このこと一つをとっても、果たして中国が「言っていること」と「やっていること」は一致するのか、中国は信義ある交渉相手と考えうるのか、極めて疑わしいと考えざるを得ない。彼らの口から出てくる「互恵」の言葉が、実を伴うものとなるのか、感情を排して慎重に分析する必要があるのではないだろうか。しばしば日本企業に対する嫌がらせが減ったからとか、中国が環境技術などについて日本企業との大型契約を考えているからとかの理由で、中国も日本に譲歩しているのだという声を耳にする。しかし本当にそうなのか?進出企業に嫌がらせをするのはそもそも許されことなのであって、それを止めるのは譲歩でなく、「国際ルールを守るようになった」だけであって、異常な状態のただの正常化である。また日本の環境技術が一番進んでいる以上、政治と関係なく契約はなされてしかるべきであろう。中国の譲歩では全くないのである。従ってこれをもって互恵の象徴とするのは、全く正しくない認識であると私は考える。

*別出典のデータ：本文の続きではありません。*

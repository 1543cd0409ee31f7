//! Core types and traits for the Cadence forcing store.
//!
//! This is the leaf crate with zero internal dependencies. It defines
//! the fundamental abstractions shared by the rest of the workspace:
//! the [`Timestamp`] row key, the error taxonomy, and the narrow
//! read/write traits through which simulation modules touch a row.

#![deny(missing_docs)]
#![deny(rustdoc::broken_intra_doc_links)]
#![forbid(unsafe_code)]

pub mod error;
pub mod timestamp;
pub mod traits;

pub use error::{ConfigError, FileIoError, IngestError, SeriesError};
pub use timestamp::{is_compact_iso, Timestamp, TimestampParseError, COMPACT_ISO_FORMAT};
pub use traits::{VariableReader, VariableWriter};
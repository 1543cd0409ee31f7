//! Delimited-text ingestion.
//!
//! [`load`] turns a header line plus data lines into a fresh
//! [`VariableStore`] and time index. It either returns a fully validated
//! result or the first error it met; nothing partially populated escapes.
//!
//! ```text
//! t,rh,datetime
//! 1.0,50.0,20190101T000000
//! 2.0,55.0,20190101T010000
//! ```

mod tokenize;

use std::io::BufRead;
use std::path::{Path, PathBuf};
use std::time::Instant;

use cadence_core::{IngestError, SeriesError, Timestamp};
use cadence_store::{ColumnHandle, VariableStore};
use tracing::{debug, error, trace, warn};

use crate::config::IngestConfig;
use crate::report::IngestReport;
use tokenize::{classify, tokenize, TokenKind};

/// The validated content of one file.
pub(crate) struct Loaded {
    pub(crate) variables: VariableStore,
    pub(crate) dates: Vec<Timestamp>,
    pub(crate) report: IngestReport,
}

impl std::fmt::Debug for Loaded {
    fn fmt(&self, f: &mut std::fmt::Formatter<'_>) -> std::fmt::Result {
        f.debug_struct("Loaded")
            .field("dates", &self.dates)
            .field("report", &self.report)
            .finish_non_exhaustive()
    }
}

/// Where the datetime column sits once it has been identified.
struct DateColumn {
    index: usize,
    name: String,
}

/// Parse delimited text from `reader`. `origin` labels errors and the report.
pub(crate) fn load<R: BufRead>(
    reader: R,
    origin: &Path,
    config: &IngestConfig,
) -> Result<Loaded, IngestError> {
    parse(reader, origin, config).inspect_err(|e| {
        warn!(path = %origin.display(), error = %e, "rejected file");
    })
}

fn parse<R: BufRead>(
    reader: R,
    origin: &Path,
    config: &IngestConfig,
) -> Result<Loaded, IngestError> {
    config.validate()?;
    let started = Instant::now();
    debug!(path = %origin.display(), "parsing file");

    let path = || origin.to_path_buf();
    let io_err = |source| IngestError::Io {
        path: path(),
        source,
    };

    let mut lines = reader.lines();
    let mut line_no = 0usize;
    let mut blank_lines = 0usize;

    // Header: first non-blank line.
    let header: Vec<String> = loop {
        let Some(line) = lines.next() else {
            return Err(IngestError::EmptyFile { path: path() });
        };
        let line = line.map_err(io_err)?;
        line_no += 1;
        let tokens = tokenize(&line, config);
        if tokens.is_empty() {
            blank_lines += 1;
            continue;
        }
        break tokens.iter().map(|t| t.to_string()).collect();
    };

    let variables = VariableStore::new();
    // One slot per header position; the date column's slot is cleared once
    // it is identified.
    let mut columns: Vec<Option<ColumnHandle>> = Vec::with_capacity(header.len());
    for name in &header {
        let handle = variables.register_new(name).map_err(|_| IngestError::Insertion {
            path: path(),
            name: name.clone(),
        })?;
        columns.push(Some(handle));
    }

    let mut dates = Vec::new();
    let mut date_column: Option<DateColumn> = None;
    let mut rows = 0usize;

    for line in lines {
        let line = line.map_err(io_err)?;
        line_no += 1;
        let tokens = tokenize(&line, config);
        if tokens.is_empty() {
            blank_lines += 1;
            continue;
        }
        if tokens.len() != header.len() {
            return Err(IngestError::ColumnCountMismatch {
                path: path(),
                line: line_no,
                expected: header.len(),
                found: tokens.len(),
            });
        }
        trace!(line = line_no, tokens = tokens.len(), "data line");

        for (index, &token) in tokens.iter().enumerate() {
            let parse_err = || IngestError::Parse {
                path: path(),
                line: line_no,
                token: token.to_string(),
            };
            match classify(token) {
                TokenKind::Number => {
                    // The date column has been dropped from the store.
                    let Some(column) = &columns[index] else {
                        return Err(parse_err());
                    };
                    // Overflowing tokens such as `1e400` parse to infinity.
                    let value = token
                        .parse::<f64>()
                        .ok()
                        .filter(|v| v.is_finite())
                        .ok_or_else(|| IngestError::BadCast {
                            path: path(),
                            line: line_no,
                            token: token.to_string(),
                        })?;
                    column.lock().push(value);
                }
                TokenKind::DateTime => {
                    let ts = Timestamp::parse_compact(token).map_err(|_| parse_err())?;
                    match date_column.as_ref().map(|d| d.index) {
                        None => {
                            let name = header[index].clone();
                            debug!(column = %name, "identified date column");
                            variables.remove(&name);
                            columns[index] = None;
                            date_column = Some(DateColumn { index, name });
                        }
                        Some(i) if i == index => {}
                        Some(_) => {
                            return Err(IngestError::DateColumnConflict {
                                path: path(),
                                line: line_no,
                                date_column: date_column
                                    .as_ref()
                                    .map(|d| d.name.clone())
                                    .unwrap_or_default(),
                                column: header[index].clone(),
                            });
                        }
                    }
                    dates.push(ts);
                }
                TokenKind::Unknown => return Err(parse_err()),
            }
        }
        rows += 1;
    }

    // With no data rows nothing identified the date column; fall back to
    // the header hint so written files read back with the same names.
    if date_column.is_none() && rows == 0 {
        if let Some(index) = header.iter().position(|h| *h == config.date_header) {
            let name = header[index].clone();
            debug!(column = %name, "date column taken from header hint");
            variables.remove(&name);
            date_column = Some(DateColumn { index, name });
        }
    }

    if let Err(SeriesError::LengthMismatch {
        column,
        expected,
        actual,
    }) = variables.check_lengths(dates.len())
    {
        error!(
            path = %origin.display(),
            column = %column,
            expected,
            actual,
            "column is a different size from the time index"
        );
        return Err(IngestError::ColumnLengthMismatch {
            path: path(),
            column,
            expected,
            actual,
        });
    }

    let report = IngestReport {
        source: path(),
        rows,
        variables: variables.len(),
        date_column: date_column.map(|d| d.name),
        blank_lines,
        elapsed_us: u64::try_from(started.elapsed().as_micros()).unwrap_or(u64::MAX),
    };
    debug!(
        path = %origin.display(),
        rows = report.rows,
        variables = report.variables,
        elapsed_us = report.elapsed_us,
        "read file"
    );

    Ok(Loaded {
        variables,
        dates,
        report,
    })
}

/// Convenience for callers that only have a path.
pub(crate) fn load_path(path: &Path, config: &IngestConfig) -> Result<Loaded, IngestError> {
    let file = std::fs::File::open(path).map_err(|source| IngestError::Io {
        path: PathBuf::from(path),
        source,
    })?;
    load(std::io::BufReader::new(file), path, config)
}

そんな目で今回の温家宝首相の訪日に伴い合意された文書を丹念に読んでみれば、中国側が適正化以外に日本に対してコミットしたことといえば、わずかにトキ二羽だけなのであることがわかる。経済、環境、海洋権益、将来の「互恵」を信じて日本だけが先んじて譲歩を行なったり、中国市場というバスに乗り遅れるなとばかりに慎重なリスク分析を欠いて積極的なコミットをしてしまえば、技術流出、安全保障上の脅威の増加など、日本の国益の観点から取り返しがつかない損失となることを忘れてはならない。